_Exercise description:_ Copy out each line of the data that includes the string "process".
**** Supplied records
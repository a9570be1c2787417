//! On-Disk Path Layout
//!
//! Every backend derives its paths from the same root:
//!
//! ```text
//! {root}/
//! └── {server}/
//!     ├── db0.json              whole-file backend
//!     ├── db1/                  per-key backends
//!     │   ├── Y291bnRlcg==.json     per-key
//!     │   └── Zm9v.mjson            per-key with sweep
//!     └── ...
//! ```
//!
//! Directories are created on demand with `create_dir_all`, which tolerates
//! concurrent creators. Nothing here takes locks; callers hold the
//! [`LockRegistry`](crate::storage::LockRegistry) entry for the database.

use crate::error::{StorageError, StorageResult};
use crate::storage::codec::encode_key;
use std::fs;
use std::io::{ErrorKind, Write};
use std::path::{Path, PathBuf};
use std::sync::atomic::{AtomicU64, Ordering};

/// Suffix of in-flight writes. Never matches a data file extension.
pub const TEMP_SUFFIX: &str = "tmp";

static TEMP_COUNTER: AtomicU64 = AtomicU64::new(0);

/// Longest encoded key name accepted, leaving room for the extension
/// under the common 255-byte file name limit. Temp files use their own
/// short names, so this bound covers every file a write creates.
pub const MAX_KEY_NAME_LEN: usize = 240;

/// A database directory found while walking the storage root.
#[derive(Debug, Clone, PartialEq, Eq)]
pub struct DbLocation {
    pub server: String,
    pub db: u32,
    pub path: PathBuf,
}

/// Maps (server, database, key) to paths below a storage root.
#[derive(Debug, Clone)]
pub struct PathLayout {
    root: PathBuf,
}

impl PathLayout {
    pub fn new(root: impl Into<PathBuf>) -> Self {
        Self { root: root.into() }
    }

    pub fn root(&self) -> &Path {
        &self.root
    }

    /// Directory of one server identity. Not created.
    pub fn server_dir(&self, server: &str) -> StorageResult<PathBuf> {
        validate_server_id(server)?;
        Ok(self.root.join(server))
    }

    /// Whole-file path `{server}/db{N}.json`, creating the server directory.
    pub fn db_file(&self, server: &str, db: u32) -> StorageResult<PathBuf> {
        let dir = self.server_dir(server)?;
        create_dir(&dir)?;
        Ok(dir.join(format!("{}.json", db_dir_name(db))))
    }

    /// Per-key directory `{server}/db{N}`, creating it if needed.
    pub fn db_dir(&self, server: &str, db: u32) -> StorageResult<PathBuf> {
        let dir = self.server_dir(server)?.join(db_dir_name(db));
        create_dir(&dir)?;
        Ok(dir)
    }

    /// File path of one key: `{server}/db{N}/{encoded key}.{extension}`.
    pub fn key_path(
        &self,
        server: &str,
        db: u32,
        key: &[u8],
        extension: &str,
    ) -> StorageResult<PathBuf> {
        let name = encode_key(key);
        if name.len() > MAX_KEY_NAME_LEN {
            return Err(StorageError::InvalidKeyName(format!(
                "encoded key is {} bytes, limit is {}",
                name.len(),
                MAX_KEY_NAME_LEN
            )));
        }
        Ok(self.db_dir(server, db)?.join(format!("{name}.{extension}")))
    }

    /// Server identity directories directly below the root.
    pub fn server_dirs(&self) -> StorageResult<Vec<(String, PathBuf)>> {
        let mut out = Vec::new();
        for entry in read_dir_if_exists(&self.root)? {
            let entry = entry.map_err(|e| StorageError::io(&self.root, e))?;
            let path = entry.path();
            if !path.is_dir() {
                continue;
            }
            if let Some(name) = entry.file_name().to_str() {
                out.push((name.to_string(), path));
            }
        }
        Ok(out)
    }

    /// Every `db{N}` directory of every server below the root.
    pub fn db_dirs(&self) -> StorageResult<Vec<DbLocation>> {
        let mut out = Vec::new();
        for (server, server_path) in self.server_dirs()? {
            for entry in read_dir_if_exists(&server_path)? {
                let entry = entry.map_err(|e| StorageError::io(&server_path, e))?;
                let path = entry.path();
                if !path.is_dir() {
                    continue;
                }
                let db = entry.file_name().to_str().and_then(parse_db_dir_name);
                if let Some(db) = db {
                    out.push(DbLocation {
                        server: server.clone(),
                        db,
                        path,
                    });
                }
            }
        }
        Ok(out)
    }
}

/// `db{N}`.
pub fn db_dir_name(db: u32) -> String {
    format!("db{db}")
}

/// Inverse of [`db_dir_name`]; also accepts a trailing `.json`.
pub fn parse_db_dir_name(name: &str) -> Option<u32> {
    let digits = name.strip_prefix("db")?;
    let digits = digits.strip_suffix(".json").unwrap_or(digits);
    if digits.is_empty() || !digits.bytes().all(|b| b.is_ascii_digit()) {
        return None;
    }
    digits.parse().ok()
}

/// Lists a directory, treating a missing directory as empty.
pub(crate) fn read_dir_if_exists(dir: &Path) -> StorageResult<Vec<std::io::Result<fs::DirEntry>>> {
    match fs::read_dir(dir) {
        Ok(iter) => Ok(iter.collect()),
        Err(e) if e.kind() == ErrorKind::NotFound => Ok(Vec::new()),
        Err(e) => Err(StorageError::io(dir, e)),
    }
}

/// Writes `data` to a sibling temp file and renames it over `path`, so
/// readers (in this or another process) see either the old or the new
/// content, never a torn write.
pub(crate) fn write_atomic(path: &Path, data: &[u8]) -> StorageResult<()> {
    let tmp = temp_path(path);

    let result = fs::File::create(&tmp)
        .and_then(|mut file| {
            file.write_all(data)?;
            file.sync_data()
        })
        .and_then(|()| fs::rename(&tmp, path));

    if let Err(e) = result {
        let _ = fs::remove_file(&tmp);
        return Err(StorageError::io(path, e));
    }
    Ok(())
}

/// Sibling temp file for `path`. The name does not embed the target name,
/// so its length stays fixed however long the key name is.
fn temp_path(path: &Path) -> PathBuf {
    path.with_file_name(format!(
        ".{:x}-{:x}.{TEMP_SUFFIX}",
        std::process::id(),
        TEMP_COUNTER.fetch_add(1, Ordering::Relaxed)
    ))
}

/// Removes a file. Returns `false` if it did not exist.
pub(crate) fn remove_if_exists(path: &Path) -> StorageResult<bool> {
    match fs::remove_file(path) {
        Ok(()) => Ok(true),
        Err(e) if e.kind() == ErrorKind::NotFound => Ok(false),
        Err(e) => Err(StorageError::io(path, e)),
    }
}

fn create_dir(dir: &Path) -> StorageResult<()> {
    fs::create_dir_all(dir).map_err(|e| StorageError::io(dir, e))
}

/// Whether `server` can be used as a single directory name below the root.
pub fn is_valid_server_id(server: &str) -> bool {
    !(server.is_empty()
        || server == "."
        || server == ".."
        || server.contains(['/', '\\', '\0']))
}

fn validate_server_id(server: &str) -> StorageResult<()> {
    if !is_valid_server_id(server) {
        return Err(StorageError::InvalidServerId(server.to_string()));
    }
    Ok(())
}

#[cfg(test)]
mod tests {
    use super::*;
    use tempfile::TempDir;

    #[test]
    fn test_db_file_path() {
        let tmp = TempDir::new().unwrap();
        let layout = PathLayout::new(tmp.path());

        let path = layout.db_file("srv", 3).unwrap();
        assert_eq!(path, tmp.path().join("srv").join("db3.json"));
        assert!(tmp.path().join("srv").is_dir());
        assert!(!path.exists());
    }

    #[test]
    fn test_key_path_creates_db_dir() {
        let tmp = TempDir::new().unwrap();
        let layout = PathLayout::new(tmp.path());

        let path = layout.key_path("srv", 0, b"foo", "mjson").unwrap();
        assert_eq!(path, tmp.path().join("srv").join("db0").join("Zm9v.mjson"));
        assert!(tmp.path().join("srv").join("db0").is_dir());

        // Idempotent
        layout.db_dir("srv", 0).unwrap();
    }

    #[test]
    fn test_key_path_rejects_oversized_keys() {
        let tmp = TempDir::new().unwrap();
        let layout = PathLayout::new(tmp.path());

        let key = vec![b'k'; 200];
        assert!(matches!(
            layout.key_path("srv", 0, &key, "json"),
            Err(StorageError::InvalidKeyName(_))
        ));
    }

    #[test]
    fn test_invalid_server_ids() {
        let layout = PathLayout::new("/tmp/unused");
        for bad in ["", ".", "..", "a/b", "a\\b"] {
            assert!(matches!(
                layout.server_dir(bad),
                Err(StorageError::InvalidServerId(_))
            ));
        }
        assert!(layout.server_dir("127.0.0.1:6379:v7").is_ok());
    }

    #[test]
    fn test_parse_db_dir_name() {
        assert_eq!(parse_db_dir_name("db0"), Some(0));
        assert_eq!(parse_db_dir_name("db15"), Some(15));
        assert_eq!(parse_db_dir_name("db2.json"), Some(2));
        assert_eq!(parse_db_dir_name("db"), None);
        assert_eq!(parse_db_dir_name("db-1"), None);
        assert_eq!(parse_db_dir_name("dbx"), None);
        assert_eq!(parse_db_dir_name("other"), None);
    }

    #[test]
    fn test_db_dirs_walk() {
        let tmp = TempDir::new().unwrap();
        let layout = PathLayout::new(tmp.path());

        layout.db_dir("a", 0).unwrap();
        layout.db_dir("a", 2).unwrap();
        layout.db_dir("b", 1).unwrap();
        layout.db_file("c", 0).unwrap();
        fs::write(tmp.path().join("stray.txt"), b"x").unwrap();
        fs::create_dir_all(tmp.path().join("a").join("notes")).unwrap();

        let mut found: Vec<(String, u32)> = layout
            .db_dirs()
            .unwrap()
            .into_iter()
            .map(|loc| (loc.server, loc.db))
            .collect();
        found.sort();
        assert_eq!(
            found,
            vec![("a".to_string(), 0), ("a".to_string(), 2), ("b".to_string(), 1)]
        );
    }

    #[test]
    fn test_write_atomic_replaces_content() {
        let tmp = TempDir::new().unwrap();
        let path = tmp.path().join("db0.json");

        write_atomic(&path, b"{}").unwrap();
        write_atomic(&path, b"{\"a\":1}").unwrap();
        assert_eq!(fs::read(&path).unwrap(), b"{\"a\":1}");

        // No temp files left behind
        let names: Vec<_> = fs::read_dir(tmp.path())
            .unwrap()
            .map(|e| e.unwrap().file_name())
            .collect();
        assert_eq!(names.len(), 1);
    }

    #[test]
    fn test_temp_name_is_short_and_never_a_data_file() {
        let tmp = TempDir::new().unwrap();
        let layout = PathLayout::new(tmp.path());
        let key = vec![b'k'; 180];

        let target = layout.key_path("srv", 0, &key, "mjson").unwrap();
        let temp = temp_path(&target);
        assert_eq!(temp.parent(), target.parent());
        assert!(temp.file_name().unwrap().len() < 64);
        assert_eq!(temp.extension().unwrap(), TEMP_SUFFIX);

        write_atomic(&target, b"inf\n{}").unwrap();
        assert!(target.is_file());
    }

    #[test]
    fn test_write_atomic_missing_dir_is_io_error() {
        let tmp = TempDir::new().unwrap();
        let path = tmp.path().join("missing").join("x.json");
        assert!(matches!(
            write_atomic(&path, b"{}"),
            Err(StorageError::Io { .. })
        ));
    }

    #[test]
    fn test_remove_if_exists() {
        let tmp = TempDir::new().unwrap();
        let path = tmp.path().join("k.json");
        fs::write(&path, b"x").unwrap();
        assert!(remove_if_exists(&path).unwrap());
        assert!(!remove_if_exists(&path).unwrap());
    }

    #[test]
    fn test_missing_root_walks_empty() {
        let layout = PathLayout::new("/nonexistent/flashkv-root");
        assert!(layout.db_dirs().unwrap().is_empty());
    }
}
********
_Task response:_
/// readers (in this or another process) see either the old or the new
        std::process::id(),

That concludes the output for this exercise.